# Directions:
Pick every line from the data below that contains the string "label" and copy it.

# Records for processing:

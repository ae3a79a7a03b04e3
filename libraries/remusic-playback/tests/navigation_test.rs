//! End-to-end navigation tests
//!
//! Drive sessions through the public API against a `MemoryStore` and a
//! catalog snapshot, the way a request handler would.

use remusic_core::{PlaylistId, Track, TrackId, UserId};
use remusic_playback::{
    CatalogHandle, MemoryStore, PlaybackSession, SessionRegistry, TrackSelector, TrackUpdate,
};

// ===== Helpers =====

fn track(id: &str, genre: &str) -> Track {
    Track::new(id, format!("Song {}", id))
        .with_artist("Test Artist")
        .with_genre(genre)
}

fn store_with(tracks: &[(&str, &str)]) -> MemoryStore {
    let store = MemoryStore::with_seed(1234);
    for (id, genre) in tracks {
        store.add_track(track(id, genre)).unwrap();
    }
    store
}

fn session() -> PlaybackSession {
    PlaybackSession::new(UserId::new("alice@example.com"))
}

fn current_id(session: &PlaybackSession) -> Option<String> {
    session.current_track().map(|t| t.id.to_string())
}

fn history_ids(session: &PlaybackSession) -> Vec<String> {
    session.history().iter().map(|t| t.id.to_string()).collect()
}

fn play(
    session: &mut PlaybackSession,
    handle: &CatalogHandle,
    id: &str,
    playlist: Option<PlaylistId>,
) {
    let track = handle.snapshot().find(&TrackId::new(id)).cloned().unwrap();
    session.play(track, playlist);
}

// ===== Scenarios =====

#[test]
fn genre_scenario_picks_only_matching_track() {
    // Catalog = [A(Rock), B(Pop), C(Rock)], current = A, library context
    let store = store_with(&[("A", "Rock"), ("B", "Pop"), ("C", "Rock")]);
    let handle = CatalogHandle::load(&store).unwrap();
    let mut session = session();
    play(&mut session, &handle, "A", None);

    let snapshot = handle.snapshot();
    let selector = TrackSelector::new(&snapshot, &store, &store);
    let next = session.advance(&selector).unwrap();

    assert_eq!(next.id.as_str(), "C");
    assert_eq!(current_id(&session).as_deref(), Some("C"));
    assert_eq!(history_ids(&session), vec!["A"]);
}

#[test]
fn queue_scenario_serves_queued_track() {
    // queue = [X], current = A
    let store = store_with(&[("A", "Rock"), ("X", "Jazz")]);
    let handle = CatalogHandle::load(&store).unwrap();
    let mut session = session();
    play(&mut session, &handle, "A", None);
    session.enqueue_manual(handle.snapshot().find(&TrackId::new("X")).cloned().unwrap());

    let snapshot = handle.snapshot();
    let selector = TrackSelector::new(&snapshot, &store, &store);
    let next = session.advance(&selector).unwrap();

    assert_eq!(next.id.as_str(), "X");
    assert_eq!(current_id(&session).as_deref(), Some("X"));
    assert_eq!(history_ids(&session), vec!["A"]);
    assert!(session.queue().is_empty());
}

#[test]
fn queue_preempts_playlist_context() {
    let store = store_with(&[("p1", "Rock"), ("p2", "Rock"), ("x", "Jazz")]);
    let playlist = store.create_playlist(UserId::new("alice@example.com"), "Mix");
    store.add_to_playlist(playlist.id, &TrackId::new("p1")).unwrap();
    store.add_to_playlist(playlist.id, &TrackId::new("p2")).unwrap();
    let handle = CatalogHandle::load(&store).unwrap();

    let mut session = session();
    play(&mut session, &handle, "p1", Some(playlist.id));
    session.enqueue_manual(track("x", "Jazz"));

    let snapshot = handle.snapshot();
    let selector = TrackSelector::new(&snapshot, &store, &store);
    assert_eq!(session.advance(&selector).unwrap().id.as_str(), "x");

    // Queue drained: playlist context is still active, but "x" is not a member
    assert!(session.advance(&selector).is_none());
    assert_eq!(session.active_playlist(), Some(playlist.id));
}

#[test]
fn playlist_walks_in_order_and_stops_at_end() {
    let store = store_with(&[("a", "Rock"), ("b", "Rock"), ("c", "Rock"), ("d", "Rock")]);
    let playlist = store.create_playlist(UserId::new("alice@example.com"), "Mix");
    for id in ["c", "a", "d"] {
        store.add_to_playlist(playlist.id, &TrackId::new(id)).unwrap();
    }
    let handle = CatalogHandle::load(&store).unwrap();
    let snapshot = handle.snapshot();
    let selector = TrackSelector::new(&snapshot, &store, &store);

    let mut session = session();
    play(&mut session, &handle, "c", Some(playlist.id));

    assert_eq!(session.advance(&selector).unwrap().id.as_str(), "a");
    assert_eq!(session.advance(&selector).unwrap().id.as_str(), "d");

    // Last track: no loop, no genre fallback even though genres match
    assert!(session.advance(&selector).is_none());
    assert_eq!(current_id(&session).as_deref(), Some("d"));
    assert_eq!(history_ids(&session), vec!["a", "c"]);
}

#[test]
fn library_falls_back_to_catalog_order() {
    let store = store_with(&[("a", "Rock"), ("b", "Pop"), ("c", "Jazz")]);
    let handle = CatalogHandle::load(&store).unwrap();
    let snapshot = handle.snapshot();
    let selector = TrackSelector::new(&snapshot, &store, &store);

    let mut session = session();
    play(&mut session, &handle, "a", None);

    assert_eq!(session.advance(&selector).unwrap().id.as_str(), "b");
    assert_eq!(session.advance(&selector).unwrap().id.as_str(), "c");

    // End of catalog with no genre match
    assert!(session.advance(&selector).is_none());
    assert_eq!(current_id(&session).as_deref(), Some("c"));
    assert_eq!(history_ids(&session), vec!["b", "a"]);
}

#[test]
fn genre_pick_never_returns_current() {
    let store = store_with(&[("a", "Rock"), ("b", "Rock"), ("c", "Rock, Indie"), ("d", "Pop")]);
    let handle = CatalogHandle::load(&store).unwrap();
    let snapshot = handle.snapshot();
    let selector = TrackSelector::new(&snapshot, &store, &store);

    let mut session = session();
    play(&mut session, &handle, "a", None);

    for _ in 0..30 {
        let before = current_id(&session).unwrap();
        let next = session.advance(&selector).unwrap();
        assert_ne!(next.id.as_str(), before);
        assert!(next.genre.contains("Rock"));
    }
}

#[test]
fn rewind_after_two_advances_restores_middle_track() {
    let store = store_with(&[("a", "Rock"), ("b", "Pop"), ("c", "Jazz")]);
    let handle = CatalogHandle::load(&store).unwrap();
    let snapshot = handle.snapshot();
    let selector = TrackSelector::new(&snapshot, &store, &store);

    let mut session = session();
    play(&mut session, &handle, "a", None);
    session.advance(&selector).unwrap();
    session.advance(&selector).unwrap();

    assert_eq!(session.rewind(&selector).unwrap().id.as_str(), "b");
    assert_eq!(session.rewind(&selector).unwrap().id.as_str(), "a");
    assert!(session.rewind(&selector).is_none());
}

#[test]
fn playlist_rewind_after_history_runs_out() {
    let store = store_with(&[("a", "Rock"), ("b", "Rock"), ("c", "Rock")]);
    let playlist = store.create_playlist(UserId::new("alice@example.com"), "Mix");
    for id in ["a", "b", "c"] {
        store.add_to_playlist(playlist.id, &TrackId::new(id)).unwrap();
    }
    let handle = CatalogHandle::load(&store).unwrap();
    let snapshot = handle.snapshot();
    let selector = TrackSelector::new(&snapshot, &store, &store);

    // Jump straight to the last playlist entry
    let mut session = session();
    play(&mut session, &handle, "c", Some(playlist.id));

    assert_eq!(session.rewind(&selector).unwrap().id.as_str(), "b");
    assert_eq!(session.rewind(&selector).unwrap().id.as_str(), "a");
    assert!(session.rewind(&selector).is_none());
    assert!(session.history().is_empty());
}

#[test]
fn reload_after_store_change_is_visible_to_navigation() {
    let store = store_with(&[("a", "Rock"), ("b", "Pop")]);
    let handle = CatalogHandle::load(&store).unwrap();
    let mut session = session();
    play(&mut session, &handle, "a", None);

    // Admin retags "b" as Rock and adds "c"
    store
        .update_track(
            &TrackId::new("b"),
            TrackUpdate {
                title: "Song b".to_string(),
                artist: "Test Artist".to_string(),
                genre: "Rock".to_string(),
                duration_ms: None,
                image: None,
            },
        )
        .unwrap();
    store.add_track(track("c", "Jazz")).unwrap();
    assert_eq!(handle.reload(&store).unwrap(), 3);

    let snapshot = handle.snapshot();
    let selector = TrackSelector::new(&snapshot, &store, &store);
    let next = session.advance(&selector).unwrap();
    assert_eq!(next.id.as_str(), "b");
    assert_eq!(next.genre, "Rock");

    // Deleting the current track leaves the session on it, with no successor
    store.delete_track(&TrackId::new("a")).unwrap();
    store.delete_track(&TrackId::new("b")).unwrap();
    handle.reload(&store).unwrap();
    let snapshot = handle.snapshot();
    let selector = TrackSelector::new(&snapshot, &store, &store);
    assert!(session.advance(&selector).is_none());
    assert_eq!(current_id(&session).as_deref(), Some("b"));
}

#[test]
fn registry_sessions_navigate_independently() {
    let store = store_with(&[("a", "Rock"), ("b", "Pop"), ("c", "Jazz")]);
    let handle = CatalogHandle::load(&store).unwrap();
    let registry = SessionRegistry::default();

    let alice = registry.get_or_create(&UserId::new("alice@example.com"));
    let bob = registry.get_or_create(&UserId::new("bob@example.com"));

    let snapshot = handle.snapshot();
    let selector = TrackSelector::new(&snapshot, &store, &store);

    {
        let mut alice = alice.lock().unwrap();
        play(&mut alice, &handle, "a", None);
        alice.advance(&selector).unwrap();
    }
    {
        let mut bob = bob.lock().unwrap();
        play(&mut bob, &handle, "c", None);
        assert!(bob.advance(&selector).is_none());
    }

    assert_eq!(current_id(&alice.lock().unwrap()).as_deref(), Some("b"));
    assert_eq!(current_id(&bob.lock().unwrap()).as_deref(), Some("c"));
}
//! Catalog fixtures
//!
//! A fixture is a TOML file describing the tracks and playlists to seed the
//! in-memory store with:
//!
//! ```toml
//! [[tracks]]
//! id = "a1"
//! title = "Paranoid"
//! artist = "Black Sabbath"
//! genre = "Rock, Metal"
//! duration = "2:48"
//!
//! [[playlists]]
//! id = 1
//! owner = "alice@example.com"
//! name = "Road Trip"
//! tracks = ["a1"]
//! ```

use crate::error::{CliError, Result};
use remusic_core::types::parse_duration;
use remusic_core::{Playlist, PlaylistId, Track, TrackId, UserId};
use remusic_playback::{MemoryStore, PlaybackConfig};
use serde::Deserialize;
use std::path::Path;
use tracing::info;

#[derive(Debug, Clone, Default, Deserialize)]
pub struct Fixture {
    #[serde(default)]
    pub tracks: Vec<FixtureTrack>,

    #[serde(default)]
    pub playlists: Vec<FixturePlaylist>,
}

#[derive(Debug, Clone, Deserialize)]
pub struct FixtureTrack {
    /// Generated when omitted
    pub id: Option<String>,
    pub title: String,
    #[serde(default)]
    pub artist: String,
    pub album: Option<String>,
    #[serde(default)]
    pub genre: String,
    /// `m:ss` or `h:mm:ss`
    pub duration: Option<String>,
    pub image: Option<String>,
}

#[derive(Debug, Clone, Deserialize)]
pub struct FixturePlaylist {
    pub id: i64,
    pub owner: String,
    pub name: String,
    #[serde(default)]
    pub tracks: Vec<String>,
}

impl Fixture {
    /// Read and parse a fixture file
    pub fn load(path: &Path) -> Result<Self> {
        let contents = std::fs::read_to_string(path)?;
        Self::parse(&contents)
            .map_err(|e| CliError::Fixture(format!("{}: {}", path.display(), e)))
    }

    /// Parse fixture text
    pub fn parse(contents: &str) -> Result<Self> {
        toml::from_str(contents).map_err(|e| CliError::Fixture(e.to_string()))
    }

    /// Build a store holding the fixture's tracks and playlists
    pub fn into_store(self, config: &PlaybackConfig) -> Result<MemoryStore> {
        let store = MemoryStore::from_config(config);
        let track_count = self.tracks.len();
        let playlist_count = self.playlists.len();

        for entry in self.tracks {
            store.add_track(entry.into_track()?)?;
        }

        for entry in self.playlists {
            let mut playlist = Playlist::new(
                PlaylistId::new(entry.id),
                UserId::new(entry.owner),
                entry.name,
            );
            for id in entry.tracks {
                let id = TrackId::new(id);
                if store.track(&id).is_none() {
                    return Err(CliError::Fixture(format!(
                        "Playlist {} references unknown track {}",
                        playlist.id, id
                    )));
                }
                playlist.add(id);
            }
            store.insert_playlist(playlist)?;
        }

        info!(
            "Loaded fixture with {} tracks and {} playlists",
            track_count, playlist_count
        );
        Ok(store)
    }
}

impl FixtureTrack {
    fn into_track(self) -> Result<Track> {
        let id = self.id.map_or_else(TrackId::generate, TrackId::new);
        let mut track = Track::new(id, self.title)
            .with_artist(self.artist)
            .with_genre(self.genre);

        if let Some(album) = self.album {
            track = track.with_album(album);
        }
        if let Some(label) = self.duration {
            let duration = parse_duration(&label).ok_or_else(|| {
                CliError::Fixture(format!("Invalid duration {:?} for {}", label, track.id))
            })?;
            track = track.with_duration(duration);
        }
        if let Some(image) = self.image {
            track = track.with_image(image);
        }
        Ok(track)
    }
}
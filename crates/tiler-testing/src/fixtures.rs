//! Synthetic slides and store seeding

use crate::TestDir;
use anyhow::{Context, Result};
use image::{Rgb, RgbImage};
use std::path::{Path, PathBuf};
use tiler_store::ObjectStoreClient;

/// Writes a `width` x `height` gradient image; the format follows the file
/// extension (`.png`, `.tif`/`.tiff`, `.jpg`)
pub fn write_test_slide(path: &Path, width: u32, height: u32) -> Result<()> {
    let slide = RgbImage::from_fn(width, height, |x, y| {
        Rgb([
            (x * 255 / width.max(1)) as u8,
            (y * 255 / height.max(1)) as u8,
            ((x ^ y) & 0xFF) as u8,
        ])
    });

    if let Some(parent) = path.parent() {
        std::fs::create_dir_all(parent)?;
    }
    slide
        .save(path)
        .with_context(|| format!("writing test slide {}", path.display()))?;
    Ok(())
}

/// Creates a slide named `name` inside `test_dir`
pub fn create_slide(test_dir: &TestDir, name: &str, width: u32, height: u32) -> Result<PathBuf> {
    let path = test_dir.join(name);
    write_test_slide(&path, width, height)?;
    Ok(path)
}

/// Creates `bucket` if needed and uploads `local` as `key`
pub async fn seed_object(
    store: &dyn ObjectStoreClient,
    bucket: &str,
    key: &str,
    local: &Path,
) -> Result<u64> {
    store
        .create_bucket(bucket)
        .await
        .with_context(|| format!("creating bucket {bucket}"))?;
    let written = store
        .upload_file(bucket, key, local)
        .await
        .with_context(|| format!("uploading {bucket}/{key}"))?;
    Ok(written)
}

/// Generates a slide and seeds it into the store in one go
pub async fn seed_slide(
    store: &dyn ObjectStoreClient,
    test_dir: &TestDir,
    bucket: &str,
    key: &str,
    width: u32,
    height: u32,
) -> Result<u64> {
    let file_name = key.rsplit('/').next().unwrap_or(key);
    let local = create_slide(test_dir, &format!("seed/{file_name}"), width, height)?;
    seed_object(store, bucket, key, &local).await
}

# Solution below:
        if let Some(label) = self.duration {
            let duration = parse_duration(&label).ok_or_else(|| {
                CliError::Fixture(format!("Invalid duration {:?} for {}", label, track.id))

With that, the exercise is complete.